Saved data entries
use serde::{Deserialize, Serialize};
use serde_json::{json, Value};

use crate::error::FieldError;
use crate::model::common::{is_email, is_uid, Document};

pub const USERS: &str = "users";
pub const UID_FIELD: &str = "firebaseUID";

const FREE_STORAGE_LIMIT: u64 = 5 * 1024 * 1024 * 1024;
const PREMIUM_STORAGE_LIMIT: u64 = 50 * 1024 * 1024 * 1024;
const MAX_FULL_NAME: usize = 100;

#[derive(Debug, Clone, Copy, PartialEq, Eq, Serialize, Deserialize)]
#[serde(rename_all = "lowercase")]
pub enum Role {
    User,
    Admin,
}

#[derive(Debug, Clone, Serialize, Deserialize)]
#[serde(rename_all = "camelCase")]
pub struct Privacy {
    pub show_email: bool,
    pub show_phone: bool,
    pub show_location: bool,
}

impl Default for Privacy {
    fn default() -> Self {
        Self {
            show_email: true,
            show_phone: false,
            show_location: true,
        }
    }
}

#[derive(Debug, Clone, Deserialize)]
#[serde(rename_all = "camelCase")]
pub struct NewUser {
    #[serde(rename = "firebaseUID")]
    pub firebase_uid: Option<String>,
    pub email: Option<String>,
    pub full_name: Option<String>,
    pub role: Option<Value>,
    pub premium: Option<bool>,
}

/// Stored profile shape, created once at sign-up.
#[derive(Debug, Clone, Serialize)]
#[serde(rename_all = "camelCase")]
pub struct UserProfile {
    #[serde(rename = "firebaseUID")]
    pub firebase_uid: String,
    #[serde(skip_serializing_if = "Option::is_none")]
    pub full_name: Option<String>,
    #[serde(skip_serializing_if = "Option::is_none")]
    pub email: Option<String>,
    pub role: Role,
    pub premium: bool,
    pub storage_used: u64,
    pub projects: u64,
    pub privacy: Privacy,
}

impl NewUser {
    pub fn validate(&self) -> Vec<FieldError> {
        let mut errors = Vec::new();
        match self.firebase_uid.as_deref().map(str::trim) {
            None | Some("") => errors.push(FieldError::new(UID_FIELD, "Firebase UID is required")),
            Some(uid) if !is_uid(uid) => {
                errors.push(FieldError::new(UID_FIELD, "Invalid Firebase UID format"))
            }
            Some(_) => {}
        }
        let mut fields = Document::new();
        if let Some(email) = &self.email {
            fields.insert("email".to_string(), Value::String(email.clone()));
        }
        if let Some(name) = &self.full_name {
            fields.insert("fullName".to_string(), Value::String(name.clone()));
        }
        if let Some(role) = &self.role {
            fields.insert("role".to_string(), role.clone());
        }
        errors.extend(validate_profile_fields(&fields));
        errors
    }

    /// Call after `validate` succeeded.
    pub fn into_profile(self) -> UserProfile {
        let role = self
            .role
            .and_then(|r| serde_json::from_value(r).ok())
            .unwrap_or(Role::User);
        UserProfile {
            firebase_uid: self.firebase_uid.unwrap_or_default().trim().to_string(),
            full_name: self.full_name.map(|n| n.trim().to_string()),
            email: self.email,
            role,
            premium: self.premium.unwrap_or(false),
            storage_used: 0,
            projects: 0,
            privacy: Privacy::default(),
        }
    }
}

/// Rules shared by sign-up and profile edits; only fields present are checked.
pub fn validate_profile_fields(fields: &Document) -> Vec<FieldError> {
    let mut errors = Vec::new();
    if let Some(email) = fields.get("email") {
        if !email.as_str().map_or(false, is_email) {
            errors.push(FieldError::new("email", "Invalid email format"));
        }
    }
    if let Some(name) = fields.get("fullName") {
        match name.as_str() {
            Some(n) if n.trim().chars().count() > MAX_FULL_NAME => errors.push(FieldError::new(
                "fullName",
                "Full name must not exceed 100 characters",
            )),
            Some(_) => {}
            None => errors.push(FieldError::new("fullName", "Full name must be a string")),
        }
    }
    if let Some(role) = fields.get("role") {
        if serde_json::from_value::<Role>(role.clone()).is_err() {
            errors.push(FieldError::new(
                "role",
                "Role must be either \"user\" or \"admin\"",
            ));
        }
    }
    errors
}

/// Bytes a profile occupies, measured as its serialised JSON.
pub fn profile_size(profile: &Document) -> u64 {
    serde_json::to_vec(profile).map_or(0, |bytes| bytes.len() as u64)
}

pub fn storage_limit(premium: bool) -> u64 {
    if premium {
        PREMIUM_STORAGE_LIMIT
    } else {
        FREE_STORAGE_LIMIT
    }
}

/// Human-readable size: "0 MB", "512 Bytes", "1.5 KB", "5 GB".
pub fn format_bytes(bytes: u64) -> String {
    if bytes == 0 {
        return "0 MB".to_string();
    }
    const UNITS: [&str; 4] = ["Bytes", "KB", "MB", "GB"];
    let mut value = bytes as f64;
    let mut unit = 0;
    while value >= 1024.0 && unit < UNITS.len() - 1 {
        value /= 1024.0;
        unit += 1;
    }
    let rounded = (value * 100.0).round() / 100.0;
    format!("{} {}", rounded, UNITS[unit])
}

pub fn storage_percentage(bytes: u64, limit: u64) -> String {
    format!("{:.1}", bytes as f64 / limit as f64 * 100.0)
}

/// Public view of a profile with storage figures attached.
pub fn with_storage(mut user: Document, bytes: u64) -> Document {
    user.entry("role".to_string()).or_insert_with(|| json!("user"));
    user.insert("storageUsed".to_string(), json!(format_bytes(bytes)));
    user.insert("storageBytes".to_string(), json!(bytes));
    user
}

--- Assignment ---
In the entries above, find each line with the word "Debug" and return it.

--- Output for this exercise ---
#[derive(Debug, Clone, Copy, PartialEq, Eq, Serialize, Deserialize)]
#[derive(Debug, Clone, Serialize, Deserialize)]
#[derive(Debug, Clone, Deserialize)]
#[derive(Debug, Clone, Serialize)]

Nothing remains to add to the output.